Thank you for your detailed and helpful suggestions. I significantly updated the analysis strategy and the manuscript accordingly.

First, I elaborated more on the differences between the current, updated analysis strategy and the original analysis method in the Goal section, also adding the motivation behind the re-analysis.

Second, I ran a cumulative Bayesian linear mixed model with a probit link function on the full data using the formula you recommended. Additionally, I ran a second, alternative model where Country is treated as a fixed instead of a random factor. The results from both models are comparable; thus, the alternative model is presented in the supplementary materials and uploaded to OSF. The supplementary materials also include some plots regarding country-specific differences in sharing quality.

Third, I now included both interventions (tips and prompts) designed to improve sharing quality. The accuracy condition is still excluded, since participants are asked to judge accuracy and not sharing likelihood in this condition (sharing likelihood: “We are interested in the extent to which you would consider sharing them on social media if you saw them.”; accuracy: “We are interested in whether you think the information is accurate.”).

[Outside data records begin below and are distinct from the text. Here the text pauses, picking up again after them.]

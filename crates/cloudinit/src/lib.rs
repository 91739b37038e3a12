//! Cloud-init provisioning plans for snapk8s cluster bootstrap.
//!
//! This crate turns a declarative bootstrap intention (initialize a
//! cluster, join a control plane node, join a worker) into a deterministic,
//! ordered cloud-config plan: files to write, boot commands and run
//! commands. Compilation is pure; the plan is executed by an external
//! first-boot agent on the provisioned machine.
//!
//! Entry points:
//! - [`new_init_control_plane`] for the first control plane node
//! - [`new_join_control_plane`] for additional control plane nodes
//! - [`new_join_worker`] for worker nodes
//! - [`generate_cloud_config`] renders the compiled plan to bytes

mod channel;
mod cloud_config;
mod common;
mod controlplane_init;
mod controlplane_join;
mod error;
mod intent;
mod scripts;
mod worker_join;

#[cfg(test)]
mod cloudinit_common_test;

pub use channel::{install_argument, parse_version, Confinement};
pub use cloud_config::{generate_cloud_config, CloudConfig, File, CLOUD_CONFIG_HEADER};
pub use common::{
    EndpointType, ProxySettings, SnapstoreProxy, CAPI_AUTH_TOKEN_PATH, EXTRA_KUBELET_ARGS_PATH,
    TOKEN_LENGTH,
};
pub use controlplane_init::{new_init_control_plane, ControlPlaneInitInput};
pub use controlplane_join::{new_join_control_plane, ControlPlaneJoinInput};
pub use error::Error;
pub use intent::BootstrapIntent;
pub use scripts::{Script, SCRIPTS_DIR};
pub use worker_join::{new_join_worker, WorkerInput};
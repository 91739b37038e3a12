//! Lock semantics on top of a claim store.

use tracing::{debug, info};

use crate::claim::ClusterInitClaim;
use crate::error::StoreError;
use crate::store::{ClaimStore, CreateOutcome};

/// Single-writer lock guarding cluster initialization.
///
/// `lock` reports acquisition as a boolean: `Ok(true)` means the caller
/// owns initialization (freshly acquired or re-entered), `Ok(false)` means
/// another machine does and the caller should retry later. Only store
/// failures are errors.
#[derive(Debug, Clone)]
pub struct InitLock<S> {
    store: S,
}

impl<S: ClaimStore> InitLock<S> {
    /// Wraps a claim store with lock semantics.
    pub fn new(store: S) -> Self {
        Self { store }
    }

    /// Attempts to acquire the initialization lock for a cluster on behalf
    /// of a machine.
    ///
    /// Re-entrant for the holder: a machine that already owns the claim
    /// acquires again without touching the store record, so a reconciler
    /// restarted mid-initialization resumes instead of deadlocking on its
    /// own lock.
    pub async fn lock(&self, cluster_key: &str, machine_key: &str) -> Result<bool, StoreError> {
        let claim = ClusterInitClaim::new(cluster_key, machine_key);
        match self.store.create_if_absent(&claim).await? {
            CreateOutcome::Created => {
                info!(cluster = %cluster_key, machine = %machine_key, "acquired cluster init lock");
                Ok(true)
            }
            CreateOutcome::AlreadyExists(Some(existing))
                if existing.holder_machine_key == machine_key =>
            {
                debug!(cluster = %cluster_key, machine = %machine_key, "re-entered own cluster init lock");
                Ok(true)
            }
            CreateOutcome::AlreadyExists(existing) => {
                debug!(
                    cluster = %cluster_key,
                    machine = %machine_key,
                    holder = existing.as_ref().map(|c| c.holder_machine_key.as_str()),
                    "cluster init lock held elsewhere"
                );
                Ok(false)
            }
        }
    }

    /// Releases the initialization lock for a cluster.
    ///
    /// Idempotent: releasing an absent lock succeeds so reconcilers can
    /// unlock unconditionally once the control plane reports initialized.
    pub async fn unlock(&self, cluster_key: &str) -> Result<(), StoreError> {
        if self.store.delete(cluster_key).await? {
            info!(cluster = %cluster_key, "released cluster init lock");
        }
        Ok(())
    }
}

#[cfg(test)]
mod tests {
    use super::*;
    use crate::memory::MemoryClaimStore;

    #[tokio::test]
    async fn test_first_contender_wins() {
        let lock = InitLock::new(MemoryClaimStore::new());
        assert!(lock.lock("cluster-a", "machine-1").await.unwrap());
        assert!(!lock.lock("cluster-a", "machine-2").await.unwrap());
        assert!(!lock.lock("cluster-a", "machine-3").await.unwrap());
    }

    #[tokio::test]
    async fn test_holder_reenters() {
        let lock = InitLock::new(MemoryClaimStore::new());
        assert!(lock.lock("cluster-a", "machine-1").await.unwrap());
        assert!(lock.lock("cluster-a", "machine-1").await.unwrap());
    }

    #[tokio::test]
    async fn test_clusters_are_independent() {
        let lock = InitLock::new(MemoryClaimStore::new());
        assert!(lock.lock("cluster-a", "machine-1").await.unwrap());
        assert!(lock.lock("cluster-b", "machine-2").await.unwrap());
    }

    #[tokio::test]
    async fn test_unlock_lets_contender_acquire() {
        let lock = InitLock::new(MemoryClaimStore::new());
        assert!(lock.lock("cluster-a", "machine-1").await.unwrap());
        assert!(!lock.lock("cluster-a", "machine-2").await.unwrap());

        lock.unlock("cluster-a").await.unwrap();
        assert!(lock.lock("cluster-a", "machine-2").await.unwrap());
    }

    #[tokio::test]
    async fn test_unlock_is_idempotent() {
        let lock = InitLock::new(MemoryClaimStore::new());
        lock.unlock("cluster-a").await.unwrap();

        assert!(lock.lock("cluster-a", "machine-1").await.unwrap());
        lock.unlock("cluster-a").await.unwrap();
        lock.unlock("cluster-a").await.unwrap();
    }

    #[tokio::test]
    async fn test_store_failure_is_not_contention() {
        let store = MemoryClaimStore::new();
        let lock = InitLock::new(store.clone());

        store.set_unavailable(true);
        assert!(matches!(
            lock.lock("cluster-a", "machine-1").await,
            Err(StoreError::Unavailable(_))
        ));
        assert!(matches!(
            lock.unlock("cluster-a").await,
            Err(StoreError::Unavailable(_))
        ));

        store.set_unavailable(false);
        assert!(lock.lock("cluster-a", "machine-1").await.unwrap());
    }

    #[tokio::test]
    async fn test_claim_records_holder() {
        let store = MemoryClaimStore::new();
        let lock = InitLock::new(store.clone());
        assert!(lock.lock("cluster-a", "machine-1").await.unwrap());

        let claim = store.claim("cluster-a").unwrap();
        assert_eq!(claim.cluster_key, "cluster-a");
        assert_eq!(claim.holder_machine_key, "machine-1");
    }
}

Last, while applying SDT is an interesting analysis method for fake news detection, I decided against applying it to this data, since my robustness report focuses on the sharing likelihood rather than the accuracy judgments. The sharing likelihood can capture different sharing motivations, as is shown in Figure S2 of the supplementary materials of the original article. For example, one might, correctly, infer that an article is not reliable or very manipulative, as captured in the data analysed by Modirrousta-Galian and Higham (2023), but decide to share it anyway for entertainment reasons.

Login to report


Comments

Henrik Singmann  on 2025-09-11  [id 5804]

Category:
correction

The spacing in the third and fourth paragraphs is off and should look as follows (I apologise for not checking this before):

My understanding is that one improvement of the present reanalysis is that country is treated as a random-effect grouping factor. However, one major downside of the current renalaysis is that the analysis is performed on by-participant aggregated data which has two negative consequences: 1. Because truth is a within-subject variable, by-participant random slopes for truth need to be included. In the present analysis this is not possible because data are aggregated on the participant-truth level (which confounds the residual error term with the truth random slope), but the original by-trial level is of course available. Without including by-participant random slopes for truth the model does not employ the maximal random effects structure justified by the design (Barr et al., 2014) which can lead to increased Type 1 errors. 2. By aggregating on the by-participant level, the item information (variable name) cannot be included in the mixed model. However, I believe it was included in the original analysis and probably should be included in the robustness analysis as well. The main reason is that if there are item effects and these are ignored in the analysis, models can have unacceptably high Type 1 error rates (Judd et al., 2012).

My suggestion for an interesting robustness reanalysis is one that includes all three possible grouping factors (participant, item, and country) and is performed on the not aggregated (i.e., trial-level data). Thus, the formula for the full model should be: value ~ Condition * Truth + (Truth | id) + (Condition * Truth | Country) + (Condition | name) Please note that given the large number of observations, a frequentist analysis (e.g., using lme4/lmerTest or the afex package) can also be perfectly acceptable if estimating such a model in a Bayesian setting is too computationally expensive. In my view, the main reason for a robustness report of the target article is not by just adding a Bayesian approach, but by exploring alternative ways of modelling the data. For example, one could compare the results of a model in which Country is treated as a random grouping factor with a model in which it is treated as a fixed factor. Does this affect the results in a meaningful way? The difference between a Bayesian and non-Bayesian analysis using the same model is unlikely to be of interest in and of itself as these typically produce the same conclusions.